Why This Moment Could Prove to Be a Turning Point for Georgia
Critics of the government described it as “the harshest verdict on Ivanishvili’s Russian regime.” The Opposition Alliance, which unites the majority of pro-Western forces, stated that the Moscow Mechanism had exposed the Georgian authorities as responsible for “torture, inhuman treatment, the use of chemical weapons, the usurpation of elections, politically motivated illegal arrests, the adoption of repressive laws, and authoritarian reprisals against opponents.”
The party of former Prime Minister Giorgi Gakharia, “For Georgia,” also considers that through its report, the OSCE has effectively recognized the government as “the author of systematic human rights violations, violence, intimidation, injustice, persecution of dissent, revenge, and oppression.”

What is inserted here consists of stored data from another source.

use std::net::IpAddr;

#[derive(Debug, Clone)]
pub struct Config {
    pub database_url: String,
    pub host: IpAddr,
    pub port: u16,
    pub log_level: String,
    pub smtp: Option<SmtpConfig>,
}

#[derive(Debug, Clone)]
pub struct SmtpConfig {
    pub host: String,
    pub port: u16,
    pub user: String,
    pub pass: String,
    /// Outbound From address. The upstream mailbox doubles as the sender
    /// identity, so this is the same account the credentials belong to.
    pub from: String,
    /// Recipient of admin notifications. Defaults to the outbound address.
    pub admin_to: String,
    /// Extra send attempts per email. 0 keeps sends strictly best-effort.
    pub retries: u32,
    pub retry_delay_ms: u64,
}

impl Config {
    pub fn from_env() -> Result<Self, String> {
        let database_url = env_required("DATABASE_URL")?;

        let host: IpAddr = env_or("INTAKE_HOST", "0.0.0.0")
            .parse()
            .map_err(|e| format!("Invalid INTAKE_HOST: {e}"))?;

        let port: u16 = env_or("PORT", "3000")
            .parse()
            .map_err(|e| format!("Invalid PORT: {e}"))?;

        let log_level = env_or("INTAKE_LOG_LEVEL", "info");

        // Email is optional: all four EMAIL_* vars or the mailer stays off.
        let smtp = match (
            std::env::var("EMAIL_HOST").ok(),
            std::env::var("EMAIL_PORT").ok(),
            std::env::var("EMAIL_USER").ok(),
            std::env::var("EMAIL_PASS").ok(),
        ) {
            (Some(host), Some(port), Some(user), Some(pass)) => {
                let admin_to = env_or("INTAKE_ADMIN_EMAIL", &user);
                let retries: u32 = env_or("INTAKE_MAIL_RETRIES", "0")
                    .parse()
                    .map_err(|e| format!("Invalid INTAKE_MAIL_RETRIES: {e}"))?;
                let retry_delay_ms: u64 = env_or("INTAKE_MAIL_RETRY_DELAY_MS", "1000")
                    .parse()
                    .map_err(|e| format!("Invalid INTAKE_MAIL_RETRY_DELAY_MS: {e}"))?;
                Some(SmtpConfig {
                    host,
                    port: port
                        .parse()
                        .map_err(|e| format!("Invalid EMAIL_PORT: {e}"))?,
                    from: user.clone(),
                    user,
                    pass,
                    admin_to,
                    retries,
                    retry_delay_ms,
                })
            }
            _ => None,
        };

        Ok(Config {
            database_url,
            host,
            port,
            log_level,
            smtp,
        })
    }
}

fn env_required(key: &str) -> Result<String, String> {
    std::env::var(key).map_err(|_| format!("Missing required environment variable: {key}"))
}

fn env_or(key: &str, default: &str) -> String {
    std::env::var(key).unwrap_or_else(|_| default.to_string())
}
//! Client-facing error mapping

use axum::http::StatusCode;
use axum::response::{IntoResponse, Json, Response};
use thiserror::Error;

use crate::infrastructure::{DecodeError, FetchError, ValidationError};
use crate::presentation::models::ErrorResponse;

/// Errors surfaced to API clients.
///
/// Every variant maps to a 400 with an `{"error": ...}` body; analysis has
/// no server-side state that can fail, so a bad outcome always means bad
/// input.
#[derive(Debug, Error)]
pub enum ApiError {
    #[error(transparent)]
    Decode(#[from] DecodeError),

    #[error(transparent)]
    Validation(#[from] ValidationError),

    #[error(transparent)]
    Fetch(#[from] FetchError),

    #[error("{0}")]
    BadRequest(String),
}

impl IntoResponse for ApiError {
    fn into_response(self) -> Response {
        let message = self.to_string();
        tracing::debug!(error = %message, "rejecting request");
        (
            StatusCode::BAD_REQUEST,
            Json(ErrorResponse { error: message }),
        )
            .into_response()
    }
}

One of the leaders of “Lelo — Strong Georgia,” Salome Samadashvili, pointed to the practical dimension of the document: the report creates for victims of violence and political persecution “a new and important mechanism” for holding those responsible accountable, and its conclusions could serve as the basis for applications to international judicial bodies. She called the authorities’ reaction “disgraceful,” urging the government to commit to implementing the mission’s recommendations rather than attacking the OSCE.
Constitutional and political law expert Vakhtang Menabde points out that the principle of universal jurisdiction — the possibility of prosecuting individuals involved in torture and inhuman treatment in the courts of other countries, even if the crimes were committed outside their territory – has already been applied in international practice, in the case of former Chilean dictator Augusto Pinochet, who was arrested in London on a warrant issued by a Spanish court, as well as in the cases of Syrian officials who have been tried in Germany in recent years.

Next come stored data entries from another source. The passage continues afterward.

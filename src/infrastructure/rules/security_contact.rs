//! SEC007: missing security contact

use crate::domain::{Document, Finding, Severity};
use crate::infrastructure::rules::Rule;

/// Flags descriptors whose `info` block carries neither a `contact` object
/// nor an `x-security-contact` extension. At most one finding per document.
pub struct SecurityContactRule;

impl Rule for SecurityContactRule {
    fn id(&self) -> &'static str {
        "SEC007"
    }

    fn severity(&self) -> Severity {
        Severity::Low
    }

    fn description(&self) -> &'static str {
        "No contact or security contact information provided"
    }

    fn recommendation(&self) -> &'static str {
        "Add info.contact or x-security-contact for vulnerability reporting"
    }

    fn detect(&self, document: &Document) -> Vec<Finding> {
        let has_contact = document
            .get_present("info")
            .map(|info| info.has("contact") || info.has("x-security-contact"))
            .unwrap_or(false);

        if has_contact {
            Vec::new()
        } else {
            vec![self.finding_at("info")]
        }
    }
}
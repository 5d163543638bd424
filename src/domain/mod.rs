//! Core domain types for specification analysis

pub mod document;
pub mod findings;

pub use document::Document;
pub use findings::{Finding, GroupedFinding, Severity};
//! Top-level structural acceptance
//!
//! Runs after decoding and before analysis. Only documents that classify as
//! OpenAPI 3.x or Swagger 2.0 and carry a `paths` key reach the rule
//! catalog; everything else is an input-rejected condition, not an analysis
//! result.

use thiserror::Error;

use crate::domain::Document;

/// Descriptor style the document classified as.
#[derive(Debug, Clone, Copy, PartialEq, Eq)]
pub enum SpecVersion {
    /// Swagger 2.0 (`swagger: "2.0"`).
    V2,
    /// OpenAPI 3.x (`openapi: "<version>"`).
    V3,
}

#[derive(Debug, Error)]
pub enum ValidationError {
    #[error("invalid OpenAPI structure")]
    NotAnObject,

    #[error("missing 'paths' in OpenAPI spec")]
    MissingPaths,

    #[error("invalid OpenAPI version")]
    InvalidOpenApiVersion,

    #[error("unsupported Swagger version")]
    UnsupportedSwaggerVersion,

    #[error("unsupported OpenAPI version")]
    UnknownVersion,
}

/// Accept or reject a decoded document for analysis.
pub fn validate(document: &Document) -> Result<SpecVersion, ValidationError> {
    let mapping = document
        .as_mapping()
        .ok_or(ValidationError::NotAnObject)?;

    if !mapping.contains_key("paths") {
        return Err(ValidationError::MissingPaths);
    }

    if let Some(openapi) = mapping.get("openapi") {
        return match openapi.as_str() {
            Some(version) if !version.is_empty() => Ok(SpecVersion::V3),
            _ => Err(ValidationError::InvalidOpenApiVersion),
        };
    }

    if let Some(swagger) = mapping.get("swagger") {
        return if swagger.as_str() == Some("2.0") {
            Ok(SpecVersion::V2)
        } else {
            Err(ValidationError::UnsupportedSwaggerVersion)
        };
    }

    Err(ValidationError::UnknownVersion)
}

Following the publication of the report, the Moscow Mechanism procedure moves into the phase of discussion and subsequent oversight. The report and any comments from the Georgian side are forwarded to the OSCE Permanent Council — the organization’s main political body, where representatives of participating states review the mission’s findings and discuss next steps. At this stage, member states can demand that the government implement the recommendations, initiate additional discussions, or request information on measures being taken. A separate element of the procedure is regular monitoring — whether recommendations are being implemented and whether the situation is changing in practice.

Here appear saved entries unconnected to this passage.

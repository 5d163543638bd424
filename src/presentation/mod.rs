//! HTTP API layer

pub mod errors;
pub mod models;
pub mod routes;

pub use errors::ApiError;
pub use routes::{router, AppState};
//! SEC002: unprotected endpoints

use crate::domain::{Document, Finding, Severity};
use crate::infrastructure::rules::{operations, Rule};

/// Flags operations that declare no security of their own while no global
/// security requirement exists to cover them.
pub struct OperationSecurityRule;

impl Rule for OperationSecurityRule {
    fn id(&self) -> &'static str {
        "SEC002"
    }

    fn severity(&self) -> Severity {
        Severity::High
    }

    fn description(&self) -> &'static str {
        "Endpoint has no security requirements defined"
    }

    fn recommendation(&self) -> &'static str {
        "Apply authentication using global or operation-level security"
    }

    fn detect(&self, document: &Document) -> Vec<Finding> {
        if document.has("security") {
            return Vec::new();
        }

        operations(document)
            .into_iter()
            .filter(|(_, _, operation)| !operation.has("security"))
            .map(|(path, method, _)| {
                self.finding_at(format!("paths.{path}.{method}.security"))
            })
            .collect()
    }
}
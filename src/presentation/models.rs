//! API request and response models

use serde::{Deserialize, Serialize};

use crate::domain::{Finding, GroupedFinding};

/// Response model for health checks
#[derive(Debug, Serialize)]
pub struct HealthResponse {
    pub status: &'static str,
}

impl HealthResponse {
    pub fn running() -> Self {
        Self { status: "running" }
    }
}

/// Flat analysis report returned for raw document bodies
#[derive(Debug, Serialize)]
pub struct AnalysisReport {
    pub total_issues: usize,
    pub security_score: u8,
    pub findings: Vec<Finding>,
}

impl AnalysisReport {
    pub fn new(findings: Vec<Finding>, security_score: u8) -> Self {
        Self {
            total_issues: findings.len(),
            security_score,
            findings,
        }
    }
}

/// Flat analysis report for uploaded files, echoing the filename back
#[derive(Debug, Serialize)]
pub struct FileAnalysisReport {
    pub filename: String,
    pub total_issues: usize,
    pub security_score: u8,
    pub findings: Vec<Finding>,
}

impl FileAnalysisReport {
    pub fn new(filename: String, findings: Vec<Finding>, security_score: u8) -> Self {
        Self {
            filename,
            total_issues: findings.len(),
            security_score,
            findings,
        }
    }
}

/// Report with findings grouped per rule, returned for URL analysis
#[derive(Debug, Serialize)]
pub struct GroupedAnalysisReport {
    pub total_issues: usize,
    pub grouped_issues: usize,
    pub security_score: u8,
    pub findings: Vec<GroupedFinding>,
}

impl GroupedAnalysisReport {
    pub fn new(findings: Vec<Finding>, grouped: Vec<GroupedFinding>, security_score: u8) -> Self {
        Self {
            total_issues: findings.len(),
            grouped_issues: grouped.len(),
            security_score,
            findings: grouped,
        }
    }
}

/// Request model for remote specification analysis
#[derive(Debug, Deserialize)]
pub struct UrlAnalysisRequest {
    pub url: String,
}

/// Error body returned for all client-facing failures
#[derive(Debug, Serialize, Deserialize)]
pub struct ErrorResponse {
    pub error: String,
}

The Moscow Mechanism itself does not provide for automatic sanctions or legal rulings. However, its findings can be used by participating states and other international organizations as grounds for diplomatic pressure, the imposition of targeted sanctions, the initiation of international investigations, or applications to judicial bodies. This is not a final point — it is the beginning of a prolonged process, the outcome of which remains unpredictable for Tbilisi.